When difference and conflict aren’t a threat to your sense of self, then ego defense mechanisms don’t get triggered, and the walls that block empathy don’t go up. When boundaries are solid, borders don’t have to be. When we’re comfortable with ourselves, we can let people in -- we can take down the walls that shut them out. When we don’t require conformity of ourselves, or of others, we can be free to connect with and work with very different people, appreciating and not being threatened by their difference – while also appreciating and not being scared by our own differentness.

This is true on the personal level, and it is true on the national level. As a nation, the US has lost its boundary. We have no clear sense of who we are as a people. We are, as it were, “out of bounds.” The old story that defined our nation was deeply problematic in many ways. It was a story shot through with patriarchal and supremacist assumptions, and the critique that helped dismantle the old story was well warranted. But a new and better story has not emerged. In the interim, we don’t know who we are, don't know what "America" is.

In compensation for our lack of boundary definition, the national psyche instead turns to border protection and a very literal wall -- blocking empathy, blocking compassion, blocking our own growth, blocking the very connections that our spirits crave.

As our national norms break down, lines are crossed. Lines of civility are crossed. These lines helped "political leaders hold two opposing ideas in their heads simultaneously:"
"...the first is that your political opponents are wrong about many things and should be defeated in elections. The second is that you still need them. You need them to check your excesses, compensate for your blind spots and correct your mistakes." (David Brooks, New York Times, 2019 May 9)
But it's gotten easier and easier to cross the lines that held our leaders in a system that helped them know how to work together amidst disagreements, and find and build on common ground while respecting the beneficial role of political opposition.
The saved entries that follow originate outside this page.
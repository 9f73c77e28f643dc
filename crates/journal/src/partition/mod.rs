//! Date-ranged partitions and their lifecycle.
//!
//! A partition owns one directory under the journal root named after its time
//! range (see [`naming`]). Its identity, the 1-based id and the range, is fixed
//! once created. Files are mapped lazily and may be unmapped again by eviction,
//! which callers never observe except through lock waits.

pub mod files;
pub mod lock;
pub mod manager;
pub mod naming;

pub use files::{PartitionFiles, RawCell};
pub use lock::{PartitionLockTable, ReadGuard, WriteGuard};
pub use manager::{AccessMode, PartitionManager};
pub use naming::{PartitionInterval, PartitionType};

use crate::schema::JournalMetadata;
use crate::storage::StorageProvider;
use parking_lot::{Mutex, MutexGuard};
use std::path::{Path, PathBuf};
use std::sync::atomic::{AtomicU64, Ordering};
use std::sync::Arc;

/// Whether a partition's files are currently mapped.
#[derive(Debug, Clone, Copy, PartialEq, Eq)]
pub enum PartitionState {
    /// At least one file is mapped.
    Open,
    /// Every file is unmapped; the next access reopens them.
    Closed,
}

/// One partition of a journal.
pub struct Partition {
    id: u32,
    interval: PartitionInterval,
    version: u32,
    dir: PathBuf,
    files: Mutex<PartitionFiles>,
    last_access: AtomicU64,
}

impl Partition {
    pub(crate) fn new(
        id: u32,
        interval: PartitionInterval,
        version: u32,
        dir: PathBuf,
        metadata: Arc<JournalMetadata>,
        provider: Arc<dyn StorageProvider>,
    ) -> Self {
        let files = PartitionFiles::new(id, &dir, metadata, provider);
        Self {
            id,
            interval,
            version,
            dir,
            files: Mutex::new(files),
            last_access: AtomicU64::new(0),
        }
    }

    /// Partition id (1-based).
    pub fn id(&self) -> u32 {
        self.id
    }

    /// Time range covered by the partition.
    pub fn interval(&self) -> &PartitionInterval {
        &self.interval
    }

    /// Directory version in use (0 for the unsuffixed directory).
    pub fn version(&self) -> u32 {
        self.version
    }

    /// Directory holding the partition's files.
    pub fn dir(&self) -> &Path {
        &self.dir
    }

    /// Returns whether files are mapped.
    pub fn state(&self) -> PartitionState {
        if self.files.lock().is_open() {
            PartitionState::Open
        } else {
            PartitionState::Closed
        }
    }

    /// Locks the partition's files.
    ///
    /// Readers must hold a [`ReadGuard`] for this partition while using them.
    pub fn files(&self) -> MutexGuard<'_, PartitionFiles> {
        self.files.lock()
    }

    pub(crate) fn files_mut(&mut self) -> &mut PartitionFiles {
        self.files.get_mut()
    }

    pub(crate) fn close(&self) {
        self.files.lock().close();
    }

    pub(crate) fn relocate(&mut self, version: u32, dir: PathBuf) {
        self.files.get_mut().relocate(&dir);
        self.version = version;
        self.dir = dir;
    }

    pub(crate) fn touch(&self, tick: u64) {
        self.last_access.store(tick, Ordering::Relaxed);
    }

    pub(crate) fn last_access(&self) -> u64 {
        self.last_access.load(Ordering::Relaxed)
    }
}

impl std::fmt::Debug for Partition {
    fn fmt(&self, f: &mut std::fmt::Formatter<'_>) -> std::fmt::Result {
        f.debug_struct("Partition")
            .field("id", &self.id)
            .field("interval", &self.interval)
            .field("version", &self.version)
            .field("dir", &self.dir)
            .finish()
    }
}
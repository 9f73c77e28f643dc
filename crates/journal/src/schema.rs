//! Column layout of a journal.
//!
//! The first column is always the designated timestamp. Each column owns one
//! data file per partition; symbol columns additionally own a posting index in
//! every partition and a dictionary file at the journal root.
//!
//! File indexes inside a partition are the column indexes, followed by one
//! index file per symbol column in column order.

use crate::error::{JournalError, Result};
use crate::Timestamp;

/// Physical type of a column.
#[derive(Debug, Clone, Copy, PartialEq, Eq)]
pub enum ColumnKind {
    /// Designated timestamp (i64 nanoseconds).
    Timestamp,
    /// 64-bit signed integer.
    Long,
    /// 64-bit float.
    Double,
    /// Dictionary-encoded string.
    Symbol,
}

impl ColumnKind {
    /// Width of one cell in the column's data file.
    pub fn width(self) -> u64 {
        match self {
            Self::Symbol => 4,
            Self::Timestamp | Self::Long | Self::Double => 8,
        }
    }
}

/// One column of the journal.
#[derive(Debug, Clone, PartialEq, Eq)]
pub struct ColumnMeta {
    /// Column name, also the stem of its files.
    pub name: String,
    /// Physical type.
    pub kind: ColumnKind,
}

/// A single cell value.
#[derive(Debug, Clone, PartialEq)]
pub enum Value {
    /// Timestamp in nanoseconds.
    Timestamp(Timestamp),
    /// Signed integer.
    Long(i64),
    /// Float.
    Double(f64),
    /// String stored through the dictionary.
    Symbol(String),
}

impl Value {
    fn kind(&self) -> ColumnKind {
        match self {
            Self::Timestamp(_) => ColumnKind::Timestamp,
            Self::Long(_) => ColumnKind::Long,
            Self::Double(_) => ColumnKind::Double,
            Self::Symbol(_) => ColumnKind::Symbol,
        }
    }
}

/// Column layout shared by writers and readers of one journal.
#[derive(Debug, Clone, PartialEq, Eq)]
pub struct JournalMetadata {
    columns: Vec<ColumnMeta>,
    symbol_columns: Vec<usize>,
}

impl JournalMetadata {
    /// Starts a layout whose first column is the timestamp `timestamp_column`.
    pub fn builder(timestamp_column: impl Into<String>) -> JournalMetadataBuilder {
        JournalMetadataBuilder {
            columns: vec![ColumnMeta {
                name: timestamp_column.into(),
                kind: ColumnKind::Timestamp,
            }],
        }
    }

    /// Returns all columns.
    pub fn columns(&self) -> &[ColumnMeta] {
        &self.columns
    }

    /// Returns the index of a column by name.
    pub fn column_index(&self, name: &str) -> Result<usize> {
        self.columns
            .iter()
            .position(|column| column.name == name)
            .ok_or_else(|| JournalError::UnknownColumn(name.to_string()))
    }

    /// Returns the column indexes of symbol columns in order.
    pub fn symbol_columns(&self) -> &[usize] {
        &self.symbol_columns
    }

    /// Returns the dictionary ordinal of a symbol column.
    pub fn symbol_ordinal(&self, column: usize) -> Option<usize> {
        self.symbol_columns.iter().position(|&c| c == column)
    }

    /// Returns the file index of a symbol column's posting index.
    pub fn index_file(&self, column: usize) -> Option<usize> {
        self.symbol_ordinal(column)
            .map(|ordinal| self.columns.len() + ordinal)
    }

    /// Number of files in each partition.
    pub fn file_count(&self) -> usize {
        self.columns.len() + self.symbol_columns.len()
    }

    /// Checks a row against the layout and returns its timestamp.
    pub fn validate_row(&self, values: &[Value]) -> Result<Timestamp> {
        if values.len() != self.columns.len() {
            return Err(JournalError::SchemaMismatch(format!(
                "row has {} values, journal has {} columns",
                values.len(),
                self.columns.len()
            )));
        }
        for (value, column) in values.iter().zip(&self.columns) {
            if value.kind() != column.kind {
                return Err(JournalError::SchemaMismatch(format!(
                    "column {} expects {:?}, got {:?}",
                    column.name,
                    column.kind,
                    value.kind()
                )));
            }
        }
        match values[0] {
            Value::Timestamp(ts) => Ok(ts),
            _ => Err(JournalError::SchemaMismatch(
                "first value must be the timestamp".to_string(),
            )),
        }
    }
}

/// Builder for [`JournalMetadata`].
#[derive(Debug, Clone)]
pub struct JournalMetadataBuilder {
    columns: Vec<ColumnMeta>,
}

impl JournalMetadataBuilder {
    fn column(mut self, name: impl Into<String>, kind: ColumnKind) -> Self {
        self.columns.push(ColumnMeta {
            name: name.into(),
            kind,
        });
        self
    }

    /// Adds a long column.
    pub fn long(self, name: impl Into<String>) -> Self {
        self.column(name, ColumnKind::Long)
    }

    /// Adds a double column.
    pub fn double(self, name: impl Into<String>) -> Self {
        self.column(name, ColumnKind::Double)
    }

    /// Adds a symbol column.
    pub fn symbol(self, name: impl Into<String>) -> Self {
        self.column(name, ColumnKind::Symbol)
    }

    /// Finishes the layout.
    ///
    /// # Errors
    ///
    /// Returns an error if column names repeat or are not usable as file names.
    pub fn build(self) -> Result<JournalMetadata> {
        for (i, column) in self.columns.iter().enumerate() {
            let valid_name = !column.name.is_empty()
                && column
                    .name
                    .bytes()
                    .all(|b| b.is_ascii_alphanumeric() || b == b'_');
            if !valid_name {
                return Err(JournalError::SchemaMismatch(format!(
                    "invalid column name {:?}",
                    column.name
                )));
            }
            if self.columns[..i].iter().any(|c| c.name == column.name) {
                return Err(JournalError::SchemaMismatch(format!(
                    "duplicate column {}",
                    column.name
                )));
            }
        }
        let symbol_columns = self
            .columns
            .iter()
            .enumerate()
            .filter(|(_, column)| column.kind == ColumnKind::Symbol)
            .map(|(i, _)| i)
            .collect();
        Ok(JournalMetadata {
            columns: self.columns,
            symbol_columns,
        })
    }
}

#[cfg(test)]
mod tests {
    use super::*;

    fn quotes() -> JournalMetadata {
        JournalMetadata::builder("ts")
            .symbol("sym")
            .double("bid")
            .long("size")
            .symbol("venue")
            .build()
            .unwrap()
    }

    #[test]
    fn test_file_layout() {
        let meta = quotes();
        assert_eq!(meta.columns().len(), 5);
        assert_eq!(meta.symbol_columns(), &[1, 4]);
        assert_eq!(meta.file_count(), 7);
        assert_eq!(meta.index_file(1), Some(5));
        assert_eq!(meta.index_file(4), Some(6));
        assert_eq!(meta.index_file(2), None);
        assert_eq!(meta.column_index("bid").unwrap(), 2);
        assert!(matches!(
            meta.column_index("ask"),
            Err(JournalError::UnknownColumn(_))
        ));
    }

    #[test]
    fn test_validate_row() {
        let meta = quotes();
        let row = vec![
            Value::Timestamp(5),
            Value::Symbol("AAPL".into()),
            Value::Double(1.5),
            Value::Long(100),
            Value::Symbol("XNAS".into()),
        ];
        assert_eq!(meta.validate_row(&row).unwrap(), 5);
        assert!(meta.validate_row(&row[..4]).is_err());

        let mut wrong = row.clone();
        wrong[2] = Value::Long(1);
        assert!(matches!(
            meta.validate_row(&wrong),
            Err(JournalError::SchemaMismatch(_))
        ));
    }

    #[test]
    fn test_builder_rejects_bad_names() {
        assert!(JournalMetadata::builder("ts").long("ts").build().is_err());
        assert!(JournalMetadata::builder("ts").long("a/b").build().is_err());
        assert!(JournalMetadata::builder("").build().is_err());
    }
}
Crossing those lines makes it harder and harder to cross the lines that exclude and shut out -- the lines of enmity and othering.

The task before us is daunting. But as Rabbi Tarfon says, be not daunted. You are not obligated to complete the task. Nor are you free to abandon it.

The task is to strengthen our boundary – clarify our principles, know our story and stick to it, develop equanimity in our integrity, bring our nonanxious presence. Only thus will we be able then to cross borders, replace walls with bridges, join hands, and end the loneliness.